Task statement:
From the entries below, return only the lines starting at the one that contains "Invalid policy values." and ending at the one that contains "cased for display.", exactly as they stand.

--- Raw data ---

//! Tracing setup: stderr output plus an optional file sink.

use std::fs::{File, OpenOptions};
use std::io;
use std::path::Path;
use std::sync::Mutex;

use tracing_subscriber::EnvFilter;
use tracing_subscriber::fmt;
use tracing_subscriber::layer::SubscriberExt;
use tracing_subscriber::util::SubscriberInitExt;

/// Environment variable holding the log filter directive.
pub const LOG_ENV: &str = "PAYDAY_LOG";

/// Filter for the subscriber: `debug` when verbose, else `PAYDAY_LOG`, else `info`.
pub fn filter(verbose: bool) -> EnvFilter {
    if verbose {
        EnvFilter::new("debug")
    } else {
        EnvFilter::try_from_env(LOG_ENV).unwrap_or_else(|_| EnvFilter::new("info"))
    }
}

/// Installs the global subscriber.
///
/// A log file that cannot be opened is reported once and logging continues
/// on stderr alone.
pub fn init(verbose: bool, log_file: Option<&Path>) {
    let (sink, open_error) = match log_file.map(open_append) {
        Some(Ok(file)) => (Some(file), None),
        Some(Err(e)) => (None, Some(e)),
        None => (None, None),
    };
    let file_layer = sink.map(|file| {
        fmt::layer()
            .with_ansi(false)
            .with_target(false)
            .with_writer(Mutex::new(file))
    });

    // try_init: a subscriber may already be installed (e.g., in tests)
    let _ = tracing_subscriber::registry()
        .with(filter(verbose))
        .with(fmt::layer().with_target(false).with_writer(io::stderr))
        .with(file_layer)
        .try_init();

    if let (Some(path), Some(err)) = (log_file, open_error) {
        tracing::warn!(path = %path.display(), error = %err, "failed to open log file");
    }
}

fn open_append(path: &Path) -> io::Result<File> {
    OpenOptions::new().create(true).append(true).open(path)
}
//! Business rules applied to each parsed line.
//!
//! - Lunch: whether to deduct a fixed break and whether to annotate the task.
//! - Covering blocks: drop an umbrella block whose sub-blocks are also listed.
//! - Aggregation: stable hour summation.

use std::fmt;
use std::str::FromStr;

use serde::{Deserialize, Serialize};
use thiserror::Error;

use crate::block::Block;
use crate::patterns::{LUNCH_EXPLICIT, LUNCH_NEGATIVE, LUNCH_POSITIVE};
use crate::timeparse::round2;

/// Invalid policy values.
#[derive(Debug, Error, Clone, PartialEq)]
pub enum PolicyError {
    /// Lunch deduction must be a finite, non-negative number of hours.
    #[error("lunch deduction must be a non-negative number of hours, got {0}")]
    InvalidLunchDeduction(f64),

    /// Covering tolerance cannot be negative.
    #[error("cover tolerance must be non-negative, got {0} seconds")]
    NegativeTolerance(i64),

    /// Unrecognized task casing name.
    #[error("unknown task case: {0} (expected \"title\" or \"sentence\")")]
    UnknownTaskCase(String),
}

/// How task descriptions are cased for display.
#[derive(Debug, Clone, Copy, Default, PartialEq, Eq, Hash, Serialize, Deserialize)]
#[serde(rename_all = "lowercase")]
pub enum TaskCase {
    #[default]
    Title,
    Sentence,
}

impl TaskCase {
    pub const fn as_str(&self) -> &'static str {
        match self {
            Self::Title => "title",
            Self::Sentence => "sentence",
        }
    }
}

impl fmt::Display for TaskCase {
    fn fmt(&self, f: &mut fmt::Formatter<'_>) -> fmt::Result {
        write!(f, "{}", self.as_str())
    }
}

impl FromStr for TaskCase {
    type Err = PolicyError;

    fn from_str(s: &str) -> Result<Self, Self::Err> {
        match s.trim().to_ascii_lowercase().as_str() {
            "title" => Ok(Self::Title),
            "sentence" => Ok(Self::Sentence),
            _ => Err(PolicyError::UnknownTaskCase(s.to_string())),
        }
    }
}

/// Policy parameters, fixed for a parse run.
#[derive(Debug, Clone, PartialEq, Serialize, Deserialize)]
#[serde(default)]
pub struct Policy {
    /// Hours subtracted when lunch applies. Default: 0.5.
    pub lunch_deduction_hours: f64,

    /// Append "(lunch)" to the first task when a positive cue is found.
    /// Default: true.
    pub annotate_on_positive: bool,

    /// Subtract lunch when the line carries no lunch cue at all.
    /// Default: true.
    pub subtract_lunch_by_default: bool,

    /// Slack allowed between an umbrella block and its sub-blocks.
    /// Default: 60 seconds.
    pub cover_tolerance_seconds: i64,

    /// Display casing for tasks. Default: title.
    pub task_case: TaskCase,
}

impl Default for Policy {
    fn default() -> Self {
        Self {
            lunch_deduction_hours: 0.5,
            annotate_on_positive: true,
            subtract_lunch_by_default: true,
            cover_tolerance_seconds: 60,
            task_case: TaskCase::Title,
        }
    }
}

/// Outcome of lunch cue detection for one line.
#[derive(Debug, Clone, Copy, PartialEq, Eq)]
pub struct LunchDecision {
    pub subtract: bool,
    pub annotate: bool,
}

impl Policy {
    pub fn validate(&self) -> Result<(), PolicyError> {
        if !self.lunch_deduction_hours.is_finite() || self.lunch_deduction_hours < 0.0 {
            return Err(PolicyError::InvalidLunchDeduction(
                self.lunch_deduction_hours,
            ));
        }
        if self.cover_tolerance_seconds < 0 {
            return Err(PolicyError::NegativeTolerance(self.cover_tolerance_seconds));
        }
        Ok(())
    }

    /// Decides lunch handling from the cues in a line's segments.
    ///
    /// Priority: an explicit `lunch: yes/no` wins, then negative cues, then
    /// positive cues, then the configured default (never annotated).
    pub fn decide_lunch<S: AsRef<str>>(&self, segments: &[S]) -> LunchDecision {
        let joined = segments
            .iter()
            .map(AsRef::as_ref)
            .collect::<Vec<_>>()
            .join(" | ");

        let positive = LunchDecision {
            subtract: true,
            annotate: self.annotate_on_positive,
        };
        let none = LunchDecision {
            subtract: false,
            annotate: false,
        };

        if let Some(caps) = LUNCH_EXPLICIT.captures(&joined) {
            return match caps[1].to_ascii_lowercase().as_str() {
                "yes" | "y" => positive,
                _ => none,
            };
        }
        if LUNCH_NEGATIVE.is_match(&joined) {
            return none;
        }
        if LUNCH_POSITIVE.is_match(&joined) {
            return positive;
        }
        LunchDecision {
            subtract: self.subtract_lunch_by_default,
            annotate: false,
        }
    }

    /// Deducts lunch from a line total, floored at zero.
    pub fn apply_lunch(&self, total_hours: f64) -> f64 {
        round2((total_hours - self.lunch_deduction_hours).max(0.0))
    }

    /// Drops an umbrella block whose span is covered by the other blocks.
    ///
    /// The umbrella must start at the earliest start and end at the latest
    /// end, and at least two other blocks must add up to its duration within
    /// the tolerance. The first qualifying candidate is dropped; the remaining
    /// blocks keep their order.
    pub fn drop_covering_block(&self, blocks: Vec<Block>) -> Vec<Block> {
        // An umbrella needs at least two other blocks.
        if blocks.len() < 3 {
            return blocks;
        }
        let (Some(min_start), Some(max_end)) = (
            blocks.iter().map(|b| b.span.start).min(),
            blocks.iter().map(|b| b.span.end).max(),
        ) else {
            return blocks;
        };
        let full_seconds = (max_end - min_start).num_seconds();
        let tolerance = self.cover_tolerance_seconds.abs();

        let candidate = blocks
            .iter()
            .enumerate()
            .filter(|(_, b)| b.span.start == min_start && b.span.end == max_end)
            .map(|(idx, _)| idx)
            .find(|&idx| {
                let others: i64 = blocks
                    .iter()
                    .enumerate()
                    .filter(|(j, _)| *j != idx)
                    .map(|(_, b)| b.span.seconds())
                    .sum();
                (others - full_seconds).abs() <= tolerance
            });

        match candidate {
            Some(idx) => {
                tracing::debug!(umbrella = %blocks[idx].span.label(), "dropping covering block");
                blocks
                    .into_iter()
                    .enumerate()
                    .filter(|(j, _)| *j != idx)
                    .map(|(_, b)| b)
                    .collect()
            }
            None => blocks,
        }
    }
}

/// Sum of block durations, rounded to two decimals.
pub fn sum_hours(blocks: &[Block]) -> f64 {
    round2(blocks.iter().map(|b| b.hours).sum())
}

#[cfg(test)]
mod tests {
    use chrono::{NaiveDate, NaiveDateTime};

    use super::*;
    use crate::block::Fields;
    use crate::timeparse::TimeSpan;

    fn at(hour: u32, minute: u32) -> NaiveDateTime {
        NaiveDate::from_ymd_opt(2025, 3, 10)
            .unwrap()
            .and_hms_opt(hour, minute, 0)
            .unwrap()
    }

    fn block(start: (u32, u32), end: (u32, u32)) -> Block {
        Block::new(
            TimeSpan {
                start: at(start.0, start.1),
                end: at(end.0, end.1),
            },
            Fields::default(),
        )
    }

    fn decide(segments: &[&str]) -> LunchDecision {
        Policy::default().decide_lunch(segments)
    }

    #[test]
    fn explicit_lunch_wins() {
        let d = decide(&["0900-1700 lunch: no", "took a break"]);
        assert!(!d.subtract && !d.annotate);
        let d = decide(&["0900-1700", "lunch=Y", "no lunch"]);
        assert!(d.subtract && d.annotate);
    }

    #[test]
    fn negative_beats_positive() {
        let d = decide(&["0900-1700 skipped lunch", "break"]);
        assert!(!d.subtract && !d.annotate);
    }

    #[test]
    fn positive_cue_annotates_when_enabled() {
        let d = decide(&["8am-4pm", "break"]);
        assert!(d.subtract && d.annotate);

        let quiet = Policy {
            annotate_on_positive: false,
            ..Policy::default()
        };
        let d = quiet.decide_lunch(&["8am-4pm", "30 min"]);
        assert!(d.subtract && !d.annotate);
    }

    #[test]
    fn no_cue_falls_back_to_default() {
        let d = decide(&["0900-1700 at HQ"]);
        assert!(d.subtract && !d.annotate);

        let off = Policy {
            subtract_lunch_by_default: false,
            ..Policy::default()
        };
        assert!(!off.decide_lunch(&["0900-1700"]).subtract);
    }

    #[test]
    fn apply_lunch_floors_at_zero() {
        let policy = Policy::default();
        assert!((policy.apply_lunch(8.0) - 7.5).abs() < 1e-9);
        assert!(policy.apply_lunch(0.25).abs() < 1e-9);
    }

    #[test]
    fn sum_hours_is_order_independent() {
        let a = block((9, 0), (12, 20));
        let b = block((13, 0), (17, 10));
        let c = block((18, 0), (18, 45));
        let forward = sum_hours(&[a.clone(), b.clone(), c.clone()]);
        let backward = sum_hours(&[c, b, a]);
        assert!((forward - backward).abs() < 1e-9);
        assert!((forward - 8.25).abs() < 1e-9);
        assert!(sum_hours(&[]).abs() < f64::EPSILON);
    }

    #[test]
    fn drops_umbrella_block() {
        let blocks = vec![
            block((9, 0), (17, 0)),
            block((9, 0), (12, 0)),
            block((12, 0), (17, 0)),
        ];
        let kept = Policy::default().drop_covering_block(blocks);
        assert_eq!(kept.len(), 2);
        assert_eq!(kept[0].span.label(), "0900-1200");
        assert_eq!(kept[1].span.label(), "1200-1700");
        assert!((sum_hours(&kept) - 8.0).abs() < 1e-9);
    }

    #[test]
    fn umbrella_within_tolerance() {
        let blocks = vec![
            block((9, 0), (12, 0)),
            block((12, 1), (17, 0)),
            block((9, 0), (17, 0)),
        ];
        let kept = Policy::default().drop_covering_block(blocks.clone());
        assert_eq!(kept.len(), 2);

        let strict = Policy {
            cover_tolerance_seconds: 0,
            ..Policy::default()
        };
        assert_eq!(strict.drop_covering_block(blocks).len(), 3);
    }

    #[test]
    fn keeps_blocks_with_gaps() {
        let blocks = vec![
            block((9, 0), (17, 0)),
            block((9, 0), (11, 0)),
            block((15, 0), (17, 0)),
        ];
        assert_eq!(Policy::default().drop_covering_block(blocks).len(), 3);
    }

    #[test]
    fn identical_pair_is_kept() {
        let blocks = vec![block((9, 0), (17, 0)), block((9, 0), (17, 0))];
        assert_eq!(Policy::default().drop_covering_block(blocks).len(), 2);
        let pair = vec![block((9, 0), (12, 0)), block((12, 0), (17, 0))];
        assert_eq!(Policy::default().drop_covering_block(pair).len(), 2);
        let single = vec![block((9, 0), (17, 0))];
        assert_eq!(Policy::default().drop_covering_block(single).len(), 1);
    }

    #[test]
    fn duplicate_umbrellas_are_kept() {
        let mut first = block((9, 0), (17, 0));
        first.fields.task = Some("first".to_string());
        let mut second = block((9, 0), (17, 0));
        second.fields.task = Some("second".to_string());
        let blocks = vec![
            first,
            second,
            block((9, 0), (12, 0)),
            block((12, 0), (17, 0)),
        ];
        // Dropping either umbrella leaves 16h of others against an 8h span,
        // so neither qualifies.
        assert_eq!(Policy::default().drop_covering_block(blocks).len(), 4);
    }

    #[test]
    fn validate_rejects_bad_values() {
        assert!(Policy::default().validate().is_ok());
        let negative = Policy {
            lunch_deduction_hours: -1.0,
            ..Policy::default()
        };
        assert_eq!(
            negative.validate(),
            Err(PolicyError::InvalidLunchDeduction(-1.0))
        );
        let tolerance = Policy {
            cover_tolerance_seconds: -5,
            ..Policy::default()
        };
        assert_eq!(tolerance.validate(), Err(PolicyError::NegativeTolerance(-5)));
    }

    #[test]
    fn task_case_parses() {
        assert_eq!("Sentence".parse::<TaskCase>().unwrap(), TaskCase::Sentence);
        assert_eq!("title".parse::<TaskCase>().unwrap(), TaskCase::Title);
        assert!("upper".parse::<TaskCase>().is_err());
        assert_eq!(TaskCase::Sentence.to_string(), "sentence");
    }
}
//! Contact Mail MCP Server - Main entry point
//!
//! Serves the contact-form and notification email tools over MCP (stdio).

use anyhow::Result;
use contact_mail_mcp_server::config::API_KEY_ENV;
use contact_mail_mcp_server::{
    Config, ContactMailMcpServer, ContactMailer, MailService, MailServiceImpl, MailerSettings,
    Metrics, ResendClient,
};
use std::sync::Arc;
use tracing::{info, warn};
use tracing_subscriber::EnvFilter;

#[tokio::main(flavor = "current_thread")]
async fn main() -> Result<()> {
    // Load configuration first so LOG_LEVEL from .env applies
    let config = Config::from_env()?;

    // Initialize logging (stderr only to avoid polluting stdout/MCP communication)
    let filter = EnvFilter::try_from_default_env()
        .unwrap_or_else(|_| EnvFilter::new(&config.log_level));

    tracing_subscriber::fmt()
        .with_env_filter(filter)
        .with_writer(std::io::stderr)
        .init();

    info!("Configuration loaded successfully");
    info!(
        "Starting Contact Mail MCP Server with API URL: {}",
        config.api_url
    );
    if config.api_key.is_none() {
        warn!(
            "{} is not set; every send will report a configuration error",
            API_KEY_ENV
        );
    }

    // One metrics collector shared by the transport and the mailer
    let metrics = Metrics::new();
    let client = ResendClient::new(&config, metrics.clone());

    let mailer = ContactMailer::new(
        Arc::new(client),
        config.api_key.clone(),
        MailerSettings::from_config(&config),
    )
    .with_metrics(metrics.clone());

    let mail_service = Arc::new(MailServiceImpl::new(mailer)) as Arc<dyn MailService>;
    let server = ContactMailMcpServer::new(mail_service);

    info!("Contact Mail MCP Server initialized");
    info!("Request timeout: {} seconds", config.request_timeout);

    // Run the server (this will block until the server exits)
    info!("Starting MCP server with stdio transport");
    contact_mail_mcp_server::server::run_server(server).await?;

    info!("Shutdown metrics: {}", metrics.summary());
    info!("Contact Mail MCP Server shutdown complete");
    Ok(())
}
//! Mail service layer.
//!
//! Async facade over the blocking [`ContactMailer`]. Each call runs on Tokio's
//! blocking pool via `tokio::task::spawn_blocking`, so the MCP runtime never
//! stalls on the provider request.

use crate::mailer::ContactMailer;
use crate::models::{ContactSubmission, EmailDispatchResult};
use async_trait::async_trait;
use std::sync::Arc;

/// Mail service trait for tool handlers.
#[async_trait]
pub trait MailService: Send + Sync {
    /// Deliver a contact-form submission to the owner.
    async fn send_contact_email(&self, submission: ContactSubmission) -> EmailDispatchResult;

    /// Send the fixed notification email to `recipient`.
    async fn send_notification(&self, recipient: String) -> EmailDispatchResult;
}

/// Default implementation of MailService.
#[derive(Clone)]
pub struct MailServiceImpl {
    mailer: Arc<ContactMailer>,
}

impl MailServiceImpl {
    /// Create a new mail service.
    pub fn new(mailer: ContactMailer) -> Self {
        Self {
            mailer: Arc::new(mailer),
        }
    }

    pub fn mailer(&self) -> &ContactMailer {
        &self.mailer
    }
}

#[async_trait]
impl MailService for MailServiceImpl {
    async fn send_contact_email(&self, submission: ContactSubmission) -> EmailDispatchResult {
        let mailer = self.mailer.clone();

        tokio::task::spawn_blocking(move || mailer.send_contact_email(&submission))
            .await
            .unwrap_or_else(|e| {
                tracing::error!("Contact email task failed: {}", e);
                EmailDispatchResult::transport_error(format!("Task join error: {}", e))
            })
    }

    async fn send_notification(&self, recipient: String) -> EmailDispatchResult {
        let mailer = self.mailer.clone();

        tokio::task::spawn_blocking(move || mailer.send_fixed_notification(&recipient))
            .await
            .unwrap_or_else(|e| {
                tracing::error!("Notification task failed: {}", e);
                EmailDispatchResult::transport_error(format!("Task join error: {}", e))
            })
    }
}
//! Contact Mail MCP Server - contact-form and notification email tools for an agent runtime.
//!
//! The agent runtime collects the contact fields conversationally, asks the user
//! to confirm, then calls one of the tools exposed here. Each call validates its
//! input again, sends exactly one email through the Resend HTTP API and returns a
//! structured status. Failures are data, never faults.
//!
//! # Architecture
//!
//! - **domain**: Email address parsing and the provider credential
//! - **models**: Submissions, outbound payloads and dispatch results
//! - **error**: Custom error types for precise error handling
//! - **config**: Configuration management from environment variables
//! - **client**: HTTP transport for the email provider
//! - **mailer**: The submission workflow and email templates
//! - **services**: Async facade used by the MCP handlers
//! - **tools**: Tool parameters and reply mapping
//! - **server**: MCP protocol server
//! - **metrics**: Request and dispatch counters

pub mod client;
pub mod config;
pub mod domain;
pub mod error;
pub mod mailer;
pub mod metrics;
pub mod models;
pub mod server;
pub mod services;
pub mod tools;

pub use client::{EmailTransport, ResendClient};
pub use config::{Config, OwnerProfile};
pub use domain::{is_valid_email, ApiKey, EmailAddress, ValidationError};
pub use error::{ConfigError, MailApiError};
pub use mailer::{ContactMailer, MailerSettings};
pub use metrics::{Metrics, MetricsSummary, RequestTimer};
pub use models::{
    ContactSubmission, DispatchOutcome, EmailDispatchResult, OutboundEmail, ProviderReply,
    ProviderResponse,
};
pub use server::ContactMailMcpServer;
pub use services::{MailService, MailServiceImpl};
pub use tools::{SendContactEmailParams, SendNotificationParams, ToolReply, ToolStatus};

---

Output for this task:
/// Invalid policy values.
#[derive(Debug, Error, Clone, PartialEq)]
pub enum PolicyError {
    /// Lunch deduction must be a finite, non-negative number of hours.
    #[error("lunch deduction must be a non-negative number of hours, got {0}")]
    InvalidLunchDeduction(f64),

    /// Covering tolerance cannot be negative.
    #[error("cover tolerance must be non-negative, got {0} seconds")]
    NegativeTolerance(i64),

    /// Unrecognized task casing name.
    #[error("unknown task case: {0} (expected \"title\" or \"sentence\")")]
    UnknownTaskCase(String),
}

/// How task descriptions are cased for display.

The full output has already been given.